Monday 19 November 2007

Wormholes on Earth?

According to a group of mathematicians, it may be possible to create devices with internal tunnels that are invisible to detection by electromagnetic waves—wormholes, in a sense. The group discusses the idea in a paper published in the October 29 online edition of Physical Review Letters. The scientists say that by custom designing the values of two parameters that describe electromagnetic (EM) materials, the electrical permittivity and magnetic permeability, around and inside a cylinder, a novel optical device could be produced. Essentially, most of the device would be invisible to detection by external EM radiation of a certain frequency, with only the ends of the cylinder being visible and accessible to the EM waves. “The chosen values for the permittivity and permeability would cause the coating to manipulate EM waves in a way that is not seen in nature,” explained University of Rochester mathematician Allan Greenleaf, one of the paper's authors, to PhysOrg.com.
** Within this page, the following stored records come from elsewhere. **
// Copyright (c) 2022 Bastiaan Marinus van de Weerd


use std::collections::{BTreeMap, BTreeSet};

/// Per step, the steps that must be finished before it can begin.
/// Keyed by a `BTreeMap` so available steps come out alphabetically.
#[cfg_attr(test, derive(Debug))]
#[derive(Clone)]
struct Instructions(BTreeMap<char, BTreeSet<char>>);

impl Instructions {
	fn available(&self) -> impl Iterator<Item = char> + '_ {
		self.0.iter().filter(|(_, before)| before.is_empty()).map(|(step, _)| *step)
	}

	fn begin(&mut self, step: char) {
		self.0.remove(&step);
	}

	fn finish(&mut self, step: char) {
		for before in self.0.values_mut() { before.remove(&step); }
	}
}


fn input_instructions_from_str(s: &str) -> Result<Instructions, parsing::InstructionsError> {
	s.parse()
}


fn part1_impl(mut input_instructions: Instructions) -> anyhow::Result<String> {
	let mut order = String::with_capacity(input_instructions.0.len());
	while !input_instructions.0.is_empty() {
		let step = input_instructions.available().next()
			.ok_or_else(|| anyhow::anyhow!("Circular dependency after {order:?}"))?;
		input_instructions.begin(step);
		input_instructions.finish(step);
		order.push(step);
	}
	Ok(order)
}

pub(crate) fn part1(input: &str) -> anyhow::Result<String> {
	part1_impl(input_instructions_from_str(input)?)
}


fn part2_impl<const WORKERS: usize, const BASE: usize>(mut input_instructions: Instructions) -> anyhow::Result<usize> {
	// Per busy worker, the step it works on and when it will be done
	let mut busy = Vec::<(char, usize)>::with_capacity(WORKERS);
	let mut time = 0;
	loop {
		while busy.len() < WORKERS {
			let Some(step) = input_instructions.available().next() else { break };
			input_instructions.begin(step);
			busy.push((step, time + BASE + (step as u8 - b'A') as usize + 1));
		}

		let Some(done) = busy.iter().map(|(_, done)| *done).min() else {
			if input_instructions.0.is_empty() { return Ok(time) }
			anyhow::bail!("Circular dependency at {time}s")
		};

		time = done;
		busy.retain(|&(step, done)| {
			if done > time { return true }
			input_instructions.finish(step);
			false
		});
	}
}

pub(crate) fn part2(input: &str) -> anyhow::Result<usize> {
	part2_impl::<5, 60>(input_instructions_from_str(input)?)
}


mod parsing {
	use std::str::FromStr;
	use super::Instructions;

	#[derive(Debug, thiserror::Error)]
	pub(super) enum InstructionsError {
		#[error("Empty input")]
		Empty,
		#[error("Expected `Step X must be finished before step Y can begin.` on line {line}")]
		Format { line: usize },
	}

	fn step(s: &str) -> Option<char> {
		let mut chars = s.chars();
		match (chars.next(), chars.next()) {
			(Some(c), None) if c.is_ascii_uppercase() => Some(c),
			_ => None,
		}
	}

	impl FromStr for Instructions {
		type Err = InstructionsError;
		fn from_str(s: &str) -> Result<Self, Self::Err> {
			if s.trim().is_empty() { return Err(InstructionsError::Empty) }
			let mut steps = std::collections::BTreeMap::<_, std::collections::BTreeSet<_>>::new();
			for (l, line) in s.lines().enumerate().filter(|(_, line)| !line.is_empty()) {
				let (before, after) = line.strip_prefix("Step ")
					.and_then(|s| s.strip_suffix(" can begin."))
					.and_then(|s| s.split_once(" must be finished before step "))
					.and_then(|(before, after)| Some((step(before)?, step(after)?)))
					.ok_or(InstructionsError::Format { line: l + 1 })?;
				steps.entry(before).or_default();
				steps.entry(after).or_default().insert(before);
			}
			Ok(Instructions(steps))
		}
	}
}


#[test]
fn tests() {
	const INPUT: &str = indoc::indoc! { "
		Step C must be finished before step A can begin.
		Step C must be finished before step F can begin.
		Step A must be finished before step B can begin.
		Step A must be finished before step D can begin.
		Step B must be finished before step E can begin.
		Step D must be finished before step E can begin.
		Step F must be finished before step E can begin.
	" };
	assert_eq!(part1_impl(input_instructions_from_str(INPUT).unwrap()).unwrap(), "CABDFE");
	assert_eq!(part2_impl::<2, 0>(input_instructions_from_str(INPUT).unwrap()).unwrap(), 15);
	assert!(part1_impl(input_instructions_from_str(indoc::indoc! { "
		Step A must be finished before step B can begin.
		Step B must be finished before step A can begin.
	" }).unwrap()).is_err());
	assert!(part2_impl::<2, 0>(input_instructions_from_str(indoc::indoc! { "
		Step A must be finished before step B can begin.
		Step B must be finished before step C can begin.
		Step C must be finished before step B can begin.
	" }).unwrap()).is_err());
	assert!(matches!(input_instructions_from_str("Step A must precede step B.\n"),
		Err(parsing::InstructionsError::Format { line: 1 })));
}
Permittivity is a measure of a material's readiness to become electrically polarized in response to an applied electric field (how well it “permits” the field). Permeability describes how magnetized a material becomes when a magnetic field is applied. Modern EM materials known as metamaterials allow theoretical designs, such as a wormhole, to be physically constructed, at least in principle. Greenleaf and his colleagues, Yaroslav Kurylev of University College in London, Matti Lassas of the Helsinki University of Technology, and Gunther Uhlmann of the University of Washington, use the word “wormhole” in more of a mathematical sense than physical.

That is, the devices would act as wormholes from the viewpoint of Maxwell's equations, the four fundamental equations that describe the relationship between electric fields, magnetic fields, electric charge, and electric current. For any other frequencies than those for which the permittivity and permeability were designed, the tunnel region would look roughly like a solid cylinder.